Eduardo González
The former Minister of Foreign Affairs and former EU High Representative for Foreign Policy and Common Security (CFSP) Javier Solana yesterday painted a relatively optimistic picture of the first steps of the new U.S. President, Joe Biden, in terms of foreign policy, although he warned that the relationship with China will continue to be one of “extreme competition” but avoiding confrontation “so that it does not escalate”.
“The most important thing is that Biden has revoked all of Donald Trump’s big decrees, or at least the most important ones that have to do with our issue, and the new teams he has formed are of great prestige”, said the former NATO secretary general during his speech at the online colloquium USA and China: can they coexist? Challenges for the EU, organized by Fundación Alternativas.
Another of the most important measures of the new US Administration, he continued, has been “the return to the Paris Agreement” and its aim to become an “emissions-neutral country by 2050”, like the EU and China. “In the fight against climate change is where we are most likely to see considerable results in the short term”, Solana stated. If multilateral cooperation on environmental issues obtains good results, it could serve as a “catalyst” for cooperation in “other areas of international negotiation” and contribute to “creating trilateral cooperation” between the US, the EU and China “on issues such as climate change or energy”, he continued. “It would be extraordinarily beautiful if we are able to achieve it, and I think we are going to achieve it”, he added.
Solana also valued very positively the change of position of the United States, “clearly, although not completely”, with respect to the World Trade Organization (WTO) and “the rapid return” of Washington to the World Health Organization (WHO), which “Trump abandoned at the most complicated moment due to the coronavirus pandemic”, He also highlighted the appointment of Rob Malley as special envoy for Iran, “a very important signal that has gone down very badly in Tel Aviv but is magnificent news for the challenge of the world”, and Biden’s decision to resume funding to the UN agency for Palestinian refugees (UNRWA), another “magnificent news”.
As far as China is concerned, Javier Solana warned, the new US government will maintain, as a “general rule”, a policy of “extreme competition” but avoiding confrontation and “trying not to let things escalate”. In general terms, he explained, the two great world powers will maintain “cooperation in those areas that have to do with the values of the globalized world, such as climate change or energy”, but the situation will be much less flattering in two critical areas such as technology and trade.

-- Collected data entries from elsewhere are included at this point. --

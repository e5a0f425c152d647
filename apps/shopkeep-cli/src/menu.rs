//! # Menu Loop
//!
//! The interactive session: print the menu, read a choice, run it, repeat.
//!
//! ## Session Flow
//! ```text
//! ┌─────────────────────────────────────────────────────────────────────────┐
//! │  --- Small Shop Management System ---                                   │
//! │  1. View Inventory          → inventory grid table                     │
//! │  2. Add Product             → PID, name, price, quantity → Shop        │
//! │  3. Process a Sale          → sale id, then PID/quantity until 'done'  │
//! │  4. View Sales Report       → sales grid table + summary               │
//! │  5. Exit                    → "Exiting... Goodbye!"                    │
//! │                                                                         │
//! │  anything else              → "Invalid choice. Please try again."      │
//! │  end of input (any prompt)  → same as 5                                │
//! └─────────────────────────────────────────────────────────────────────────┘
//! ```
//!
//! Rejected sale lines and file errors are reported and the loop goes on.
//! Only a failure to talk to the terminal itself ends the session early.

use std::io::{BufRead, Write};
use std::sync::Arc;

use tracing::{error, info};

use crate::error::CliResult;
use crate::prompt::{
    parse_id, parse_name, parse_price, parse_quantity, parse_sale_entry, parse_stock, SaleEntry,
    Terminal,
};
use crate::table::{inventory_table, sales_table, summary_line};
use shopkeep_core::{AuditEvent, AuditLog, CoreError, Product, SaleLine};
use shopkeep_store::{LineRejection, SaleReport, Shop, StoreError};

const MENU: &str = "\
--- Small Shop Management System ---
1. View Inventory
2. Add Product to Inventory
3. Process a Sale
4. View Sales Report
5. Exit";

/// A menu entry.
#[derive(Debug, Clone, Copy, PartialEq, Eq)]
pub enum Choice {
    ViewInventory,
    AddProduct,
    ProcessSale,
    ViewSalesReport,
    Exit,
}

impl Choice {
    /// Maps the typed answer to a menu entry. Only `1`..`5` are accepted.
    pub fn parse(text: &str) -> Option<Self> {
        match text.trim() {
            "1" => Some(Choice::ViewInventory),
            "2" => Some(Choice::AddProduct),
            "3" => Some(Choice::ProcessSale),
            "4" => Some(Choice::ViewSalesReport),
            "5" => Some(Choice::Exit),
            _ => None,
        }
    }
}

/// Whether the session keeps going after an action.
#[derive(Debug, Clone, Copy, PartialEq, Eq)]
enum Flow {
    Continue,
    Exit,
}

/// Runs the menu over a [`Shop`].
///
/// Generic over the streams so a whole session can be scripted:
/// ```rust,ignore
/// let mut menu = Menu::new(shop, "1\n5\n".as_bytes(), Vec::new(), audit);
/// menu.run()?;
/// let (_shop, output) = menu.into_parts();
/// ```
pub struct Menu<R, W> {
    shop: Shop,
    term: Terminal<R, W>,
    audit: Arc<dyn AuditLog>,
}

impl<R: BufRead, W: Write> Menu<R, W> {
    pub fn new(shop: Shop, input: R, output: W, audit: Arc<dyn AuditLog>) -> Self {
        Menu {
            shop,
            term: Terminal::new(input, output, audit.clone()),
            audit,
        }
    }

    pub fn shop(&self) -> &Shop {
        &self.shop
    }

    /// Hands back the shop and the output stream.
    pub fn into_parts(self) -> (Shop, W) {
        (self.shop, self.term.into_output())
    }

    /// Loops until Exit or end of input.
    pub fn run(&mut self) -> CliResult<()> {
        loop {
            writeln!(self.term.out(), "\n{}", MENU)?;

            let Some(answer) = self.term.read_line("Enter your choice: ")? else {
                break;
            };

            let flow = match Choice::parse(&answer) {
                Some(Choice::ViewInventory) => self.view_inventory()?,
                Some(Choice::AddProduct) => self.add_product()?,
                Some(Choice::ProcessSale) => self.process_sale()?,
                Some(Choice::ViewSalesReport) => self.view_sales_report()?,
                Some(Choice::Exit) => Flow::Exit,
                None => {
                    self.audit
                        .record(&AuditEvent::InvalidMenuChoice { input: answer });
                    writeln!(self.term.out(), "Invalid choice. Please try again.")?;
                    Flow::Continue
                }
            };

            if flow == Flow::Exit {
                break;
            }
        }

        writeln!(self.term.out(), "Exiting... Goodbye!")?;
        self.audit.record(&AuditEvent::SystemExit);
        Ok(())
    }

    // =========================================================================
    // Actions
    // =========================================================================

    fn view_inventory(&mut self) -> CliResult<Flow> {
        let table = inventory_table(self.shop.inventory().iter());
        writeln!(self.term.out(), "{}", table)?;
        Ok(Flow::Continue)
    }

    fn view_sales_report(&mut self) -> CliResult<Flow> {
        let ledger = self.shop.ledger();
        let table = sales_table(ledger.iter());
        let summary = summary_line(&ledger.summary());

        let out = self.term.out();
        writeln!(out, "{}", table)?;
        writeln!(out, "{}", summary)?;
        Ok(Flow::Continue)
    }

    fn add_product(&mut self) -> CliResult<Flow> {
        let Some(id) = self.term.prompt("Enter PID: ", "product id", parse_id)? else {
            return Ok(Flow::Exit);
        };
        let Some(name) = self.term.prompt("Enter Product Name: ", "name", parse_name)? else {
            return Ok(Flow::Exit);
        };
        let Some(price) = self.term.prompt("Enter Product Price: ", "price", parse_price)? else {
            return Ok(Flow::Exit);
        };
        let Some(quantity) = self
            .term
            .prompt("Enter Product Quantity: ", "quantity", parse_stock)?
        else {
            return Ok(Flow::Exit);
        };

        match self.shop.add_product(Product::new(id, name.clone(), price, quantity)) {
            Ok(previous) => {
                info!(
                    product_id = id,
                    name = %name,
                    price = %price,
                    quantity,
                    "Product added through menu"
                );
                let verb = if previous.is_some() { "updated" } else { "added" };
                writeln!(self.term.out(), "Product {} {}.", name, verb)?;
            }
            Err(err) => self.report_store_error(&err)?,
        }

        Ok(Flow::Continue)
    }

    fn process_sale(&mut self) -> CliResult<Flow> {
        let Some(sale_id) = self.term.prompt("Enter Sale ID: ", "sale id", parse_id)? else {
            return Ok(Flow::Exit);
        };

        let mut report = SaleReport {
            sale_id,
            ..SaleReport::default()
        };

        let flow = loop {
            let Some(entry) = self.term.prompt(
                "Enter PID to sell (or 'done' to finish): ",
                "product id",
                parse_sale_entry,
            )?
            else {
                break Flow::Exit;
            };

            let product_id = match entry {
                SaleEntry::Done => break Flow::Continue,
                SaleEntry::Product(id) => id,
            };

            let name = match self.shop.product_for_sale(sale_id, product_id) {
                Ok(product) => product.name.clone(),
                Err(_) => {
                    writeln!(self.term.out(), "Product not found!")?;
                    continue;
                }
            };

            let prompt = format!("Enter Quantity for {}: ", name);
            let Some(quantity) = self.term.prompt(&prompt, "quantity", parse_quantity)? else {
                break Flow::Exit;
            };

            let line = SaleLine::new(product_id, quantity);
            match self.shop.process_line(sale_id, line) {
                Ok(sale) => {
                    writeln!(
                        self.term.out(),
                        "Sold {} x {} for {}.",
                        sale.quantity_sold,
                        sale.product_name,
                        sale.total_price
                    )?;
                    report.accepted.push(sale);
                }
                Err(err) => match err.into_rejection() {
                    Ok(error) => {
                        self.report_rejection(&error)?;
                        report.rejected.push(LineRejection { line, error });
                    }
                    Err(err) => self.report_store_error(&err)?,
                },
            }
        };

        if !report.accepted.is_empty() {
            writeln!(
                self.term.out(),
                "Sale {} total: {} ({} lines, {} rejected).",
                report.sale_id,
                report.total(),
                report.accepted.len(),
                report.rejected.len()
            )?;
        }

        Ok(flow)
    }

    // =========================================================================
    // Messages
    // =========================================================================

    fn report_rejection(&mut self, error: &CoreError) -> CliResult<()> {
        let out = self.term.out();
        match error {
            CoreError::UnknownProduct(_) => writeln!(out, "Product not found!")?,
            CoreError::InsufficientStock { .. } => writeln!(out, "Insufficient stock!")?,
            CoreError::Validation(err) => writeln!(out, "Rejected: {}.", err)?,
        }
        Ok(())
    }

    fn report_store_error(&mut self, err: &StoreError) -> CliResult<()> {
        if !err.is_recoverable() {
            error!(error = %err, "Store operation failed");
        }
        writeln!(self.term.out(), "Error: {}", err)?;
        Ok(())
    }
}

// =============================================================================
// Unit Tests
// =============================================================================

#[cfg(test)]
mod tests {
    use super::*;
    use shopkeep_core::{MemoryAudit, Money, Severity};
    use shopkeep_store::ShopPaths;

    struct Session {
        _dir: tempfile::TempDir,
        shop: Shop,
        output: String,
        audit: Arc<MemoryAudit>,
    }

    fn run_with(setup: impl FnOnce(&mut Shop), script: &str) -> Session {
        let dir = tempfile::tempdir().unwrap();
        let paths = ShopPaths::new(dir.path().join("inventory.csv"), dir.path().join("sales.csv"));
        let audit = Arc::new(MemoryAudit::new());

        let mut shop = Shop::open(&paths, audit.clone()).unwrap();
        setup(&mut shop);
        audit.clear();

        let mut menu = Menu::new(shop, script.as_bytes(), Vec::new(), audit.clone());
        menu.run().unwrap();
        let (shop, output) = menu.into_parts();

        Session {
            _dir: dir,
            shop,
            output: String::from_utf8(output).unwrap(),
            audit,
        }
    }

    fn with_widget(shop: &mut Shop) {
        shop.add_product(Product::new(1, "Widget", Money::from_cents(999), 10))
            .unwrap();
    }

    #[test]
    fn test_choice_parse() {
        assert_eq!(Choice::parse("1"), Some(Choice::ViewInventory));
        assert_eq!(Choice::parse(" 5 "), Some(Choice::Exit));
        assert_eq!(Choice::parse("6"), None);
        assert_eq!(Choice::parse("exit"), None);
    }

    #[test]
    fn test_exit_choice() {
        let session = run_with(|_| {}, "5\n");

        assert!(session.output.contains("--- Small Shop Management System ---"));
        assert!(session.output.ends_with("Exiting... Goodbye!\n"));
        assert_eq!(session.audit.kinds(), vec!["system_exit"]);
    }

    #[test]
    fn test_end_of_input_exits() {
        let session = run_with(|_| {}, "");
        assert!(session.output.contains("Exiting... Goodbye!"));
        assert_eq!(session.audit.kinds(), vec!["system_exit"]);
    }

    #[test]
    fn test_invalid_choice() {
        let session = run_with(|_| {}, "9\n5\n");

        assert!(session.output.contains("Invalid choice. Please try again."));
        assert_eq!(session.audit.kinds(), vec!["invalid_menu_choice", "system_exit"]);
        assert_eq!(session.audit.count(Severity::Warning), 1);
    }

    #[test]
    fn test_add_product_with_reprompts() {
        let session = run_with(|_| {}, "2\nabc\n1\nWidget\nfree\n9.99\n-3\n10\n1\n5\n");

        let product = session.shop.product(1).unwrap();
        assert_eq!(product.name, "Widget");
        assert_eq!(product.unit_price, Money::from_cents(999));
        assert_eq!(product.quantity, 10);

        assert!(session.output.contains("Product Widget added."));
        assert!(session.output.contains("|  1 | Widget | $9.99 |       10 |"));
        assert_eq!(
            session
                .audit
                .kinds()
                .iter()
                .filter(|kind| **kind == "invalid_input")
                .count(),
            3
        );
    }

    #[test]
    fn test_process_sale_session() {
        let script = "3\n100\n1\n3\n42\n1\n20\nDONE\n4\n5\n";
        let session = run_with(with_widget, script);

        assert!(session.output.contains("Enter Quantity for Widget: "));
        assert!(session.output.contains("Sold 3 x Widget for $29.97."));
        assert!(session.output.contains("Product not found!"));
        assert!(session.output.contains("Insufficient stock!"));
        assert!(session.output.contains("Sale 100 total: $29.97 (1 lines, 1 rejected)."));
        assert!(session.output.contains("Lines: 1 | Units sold: 3 | Revenue: $29.97"));

        assert_eq!(session.shop.product(1).unwrap().quantity, 7);
        assert_eq!(session.shop.ledger().len(), 1);

        let kinds = session.audit.kinds();
        assert!(kinds.contains(&"sale_processed"));
        assert!(kinds.contains(&"sale_unknown_product"));
        assert!(kinds.contains(&"sale_insufficient_stock"));
    }

    #[test]
    fn test_zero_quantity_rejected() {
        let session = run_with(with_widget, "3\n1\n1\n0\ndone\n5\n");

        assert!(session.output.contains("must be positive"));
        assert_eq!(session.shop.product(1).unwrap().quantity, 10);
        assert!(session.shop.ledger().is_empty());
    }

    #[test]
    fn test_end_of_input_mid_sale() {
        let session = run_with(with_widget, "3\n1\n1\n2\n");

        assert_eq!(session.shop.product(1).unwrap().quantity, 8);
        assert!(session.output.contains("Exiting... Goodbye!"));
        assert_eq!(session.audit.kinds().last(), Some(&"system_exit"));
    }
}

“China today produces eight times more engineers, mathematicians, physicists, chemists and biologists than the rest of the planet, and four times more than the US if we take into account the difference in population, which shows the extraordinary technological and intellectual capacity of the country. This is something we have to accept, and if we do not cooperate with them we are going to reach a confrontation of great dimensions“, he warned. As for the trade relationship between China and the US, Solana believes that “the situation is very complicated, because China has the upper hand at the head of a huge trade group in the Pacific and the US is on the outside because of Trump’s maneuvers”.
In any case, he said, “we have to get used to the idea that (Chinese President) Xi Jinping is going to be in power until at least 2035; he will be 82 years old, the same age that Mao Zedong was when he died, and these things in Chinese political liturgy have a lot of importance”. “Xi is going to last a long time and we had better conduct the relationship with China in the best possible way, because it’s going for a long time”, he warned.
“The U.S. has to do its part to advance relations with the Asian giant. We must all collaborate and do everything possible so that the temperature does not rise and avoid a catastrophic situation”, said the former foreign minister. “We should think very carefully about what we say before criticizing China or Russia. Diplomacy is the closest thing to gardening; it is very important to be careful and to reach consensus and build trust, and right now we are devoid of those tools”, he concluded.